*WHAT YOU WILL DO*:
Entries follow. Return each line that contains the word "reference".

─── DATA TO EXAMINE

use nalgebra::{Matrix4, Point3, Vector3};

use super::volume::VoxelGrid;
use crate::camera::vk_clip_correction;

#[derive(Clone, Copy, Debug, PartialEq, Eq, Hash)]
pub enum Axis {
    X,
    Y,
    Z,
}

/// A world axis together with a direction along it.
#[derive(Clone, Copy, Debug, PartialEq, Eq)]
pub struct SignedAxis {
    pub component: usize,
    pub positive: bool,
}

impl SignedAxis {
    const fn pos(component: usize) -> SignedAxis {
        SignedAxis {
            component,
            positive: true,
        }
    }

    const fn neg(component: usize) -> SignedAxis {
        SignedAxis {
            component,
            positive: false,
        }
    }

    pub fn to_vector(self) -> Vector3<f32> {
        let mut v = Vector3::zeros();
        v[self.component] = if self.positive { 1.0 } else { -1.0 };
        v
    }
}

impl Axis {
    pub const ALL: [Axis; 3] = [Axis::X, Axis::Y, Axis::Z];

    pub fn index(self) -> usize {
        match self {
            Axis::X => 0,
            Axis::Y => 1,
            Axis::Z => 2,
        }
    }

    /// Direction from the scene center toward the capture camera.
    pub fn backward(self) -> SignedAxis {
        SignedAxis::pos(self.index())
    }

    /// Camera up vector. Looking down Y the usual +Y up would be parallel to the
    /// view direction, so that capture uses -Z instead.
    pub fn up(self) -> SignedAxis {
        match self {
            Axis::X => SignedAxis::pos(1),
            Axis::Y => SignedAxis::neg(2),
            Axis::Z => SignedAxis::pos(1),
        }
    }

    /// Image-space +column direction, i.e. `up x backward` as `look_at_rh` builds it.
    pub fn right(self) -> SignedAxis {
        match self {
            Axis::X => SignedAxis::neg(2),
            Axis::Y => SignedAxis::pos(0),
            Axis::Z => SignedAxis::pos(0),
        }
    }
}

/// Maps texel `(row, col)` of capture slice `slice` taken along `axis` to the
/// volume coordinate `(x, y, z)` it records.
///
/// Along the camera's right vector the texel sits at logical index `col`, along
/// its up vector at `n - 1 - row` (rows grow downward) and toward the eye at
/// `n - 1 - slice` (slices grow away from the eye). A world component that the
/// camera basis points down the negative axis is mirrored.
pub fn remap(axis: Axis, resolution: u32, slice: u32, row: u32, col: u32) -> [u32; 3] {
    let last = resolution - 1;
    let mut out = [0; 3];
    for (basis, logical) in [
        (axis.right(), col),
        (axis.up(), last - row),
        (axis.backward(), last - slice),
    ] {
        out[basis.component] = if basis.positive {
            logical
        } else {
            last - logical
        };
    }
    out
}

/// Picks an up vector that is never parallel to `view_dir`.
pub fn non_degenerate_up(view_dir: &Vector3<f32>) -> Vector3<f32> {
    let dir = view_dir.normalize();
    if dir.y.abs() > 0.99 {
        Vector3::new(0.0, 0.0, -1.0)
    } else {
        Vector3::new(0.0, 1.0, 0.0)
    }
}

/// Orthographic camera carving exactly one voxel-thick slab out of the scene cube.
///
/// The eye sits on the positive face. Slice `i` keeps depths `[i * cell, (i + 1) * cell)`,
/// so a surface exactly on a boundary goes to the cell on its negative side.
#[derive(Clone, Debug, PartialEq)]
pub struct OrthoFrustum {
    pub axis: Axis,
    pub slice: u32,
    pub resolution: u32,
    pub eye: Point3<f32>,
    pub up: Vector3<f32>,
    pub left: f32,
    pub right: f32,
    pub bottom: f32,
    pub top: f32,
    pub near: f32,
    pub far: f32,
}

impl OrthoFrustum {
    pub fn for_slice(grid: &VoxelGrid, axis: Axis, slice: u32) -> OrthoFrustum {
        let scale = grid.scene_scale();
        let cell = grid.cell_size();
        OrthoFrustum {
            axis,
            slice,
            resolution: grid.resolution(),
            eye: Point3::from(axis.backward().to_vector() * scale),
            up: axis.up().to_vector(),
            left: -scale,
            right: scale,
            bottom: -scale,
            top: scale,
            near: slice as f32 * cell,
            far: (slice + 1) as f32 * cell,
        }
    }

    pub fn view(&self) -> Matrix4<f32> {
        Matrix4::look_at_rh(&self.eye, &Point3::origin(), &self.up)
    }

    /// Projection into Vulkan clip space: depth in [0, 1], row 0 at the top.
    pub fn projection(&self) -> Matrix4<f32> {
        vk_clip_correction()
            * Matrix4::new_orthographic(
                self.left,
                self.right,
                self.bottom,
                self.top,
                self.near,
                self.far,
            )
    }

    pub fn view_projection(&self) -> Matrix4<f32> {
        self.projection() * self.view()
    }

    pub fn extent(&self) -> [u32; 2] {
        [self.resolution, self.resolution]
    }
}

#[cfg(test)]
mod tests {
    use super::*;
    use pretty_assertions::assert_eq;
    use std::collections::HashSet;

    #[test]
    fn remap_matches_hand_derived_tables() {
        let n = 8;
        let (s, r, c) = (1, 2, 3);
        assert_eq!(remap(Axis::X, n, s, r, c), [n - 1 - s, n - 1 - r, n - 1 - c]);
        assert_eq!(remap(Axis::Y, n, s, r, c), [c, n - 1 - s, r]);
        assert_eq!(remap(Axis::Z, n, s, r, c), [c, n - 1 - r, n - 1 - s]);
    }

    #[test]
    fn remap_is_a_bijection_for_every_axis() {
        let n = 4;
        for axis in Axis::ALL {
            let mut seen = HashSet::new();
            for slice in 0..n {
                for row in 0..n {
                    for col in 0..n {
                        let v = remap(axis, n, slice, row, col);
                        assert!(v.iter().all(|&c| c < n));
                        assert!(seen.insert(v), "{axis:?} maps two texels to {v:?}");
                    }
                }
            }
            assert_eq!(seen.len(), (n * n * n) as usize);
        }
    }

    #[test]
    fn right_vector_agrees_with_look_at() {
        let grid = VoxelGrid::new(8, 10.0).unwrap();
        for axis in Axis::ALL {
            let frustum = OrthoFrustum::for_slice(&grid, axis, 0);
            let view = frustum.view();
            let right = view.transform_vector(&axis.right().to_vector());
            let up = view.transform_vector(&axis.up().to_vector());
            let back = view.transform_vector(&axis.backward().to_vector());
            assert!((right - Vector3::x()).norm() < 1e-6, "{axis:?} right {right:?}");
            assert!((up - Vector3::y()).norm() < 1e-6, "{axis:?} up {up:?}");
            assert!((back - Vector3::z()).norm() < 1e-6, "{axis:?} back {back:?}");
        }
    }

    // Projects the center of every voxel through the slice cameras and checks
    // that remap sends the texel it lands on back to the same voxel.
    #[test]
    fn remap_inverts_the_capture_camera() {
        let n = 8;
        let grid = VoxelGrid::new(n, 4.0).unwrap();
        let cell = grid.cell_size();
        for axis in Axis::ALL {
            for x in 0..n {
                for y in 0..n {
                    for z in 0..n {
                        let center = grid.voxel_center([x, y, z]);
                        let reference = OrthoFrustum::for_slice(&grid, axis, 0);
                        let p = reference.view().transform_point(&center);
                        let depth = -p.z;
                        let slice = (depth / cell).floor() as u32;
                        let frustum = OrthoFrustum::for_slice(&grid, axis, slice);
                        assert!(depth >= frustum.near && depth < frustum.far);

                        let clip = frustum.view_projection().transform_point(&center);
                        let col = ((clip.x + 1.0) * 0.5 * n as f32).floor() as u32;
                        let row = ((clip.y + 1.0) * 0.5 * n as f32).floor() as u32;
                        assert!(clip.z >= 0.0 && clip.z <= 1.0);
                        assert_eq!(remap(axis, n, slice, row, col), [x, y, z], "{axis:?}");
                    }
                }
            }
        }
    }

    #[test]
    fn slices_partition_the_cube_from_the_positive_face() {
        let grid = VoxelGrid::new(4, 2.0).unwrap();
        let first = OrthoFrustum::for_slice(&grid, Axis::Z, 0);
        let last = OrthoFrustum::for_slice(&grid, Axis::Z, 3);
        assert_eq!(first.near, 0.0);
        assert_eq!(first.far, 1.0);
        assert_eq!(last.far, 4.0);
        assert_eq!(first.eye, Point3::new(0.0, 0.0, 2.0));
    }

    #[test]
    fn up_is_never_parallel_to_view() {
        for dir in [Vector3::y(), -Vector3::y(), Vector3::x(), Vector3::new(0.3, 0.9, 0.1)] {
            let up = non_degenerate_up(&dir);
            assert!(up.cross(&dir.normalize()).norm() > 0.1);
        }
    }
}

──────

*TASK ANSWER*:
                        let reference = OrthoFrustum::for_slice(&grid, axis, 0);
                        let p = reference.view().transform_point(&center);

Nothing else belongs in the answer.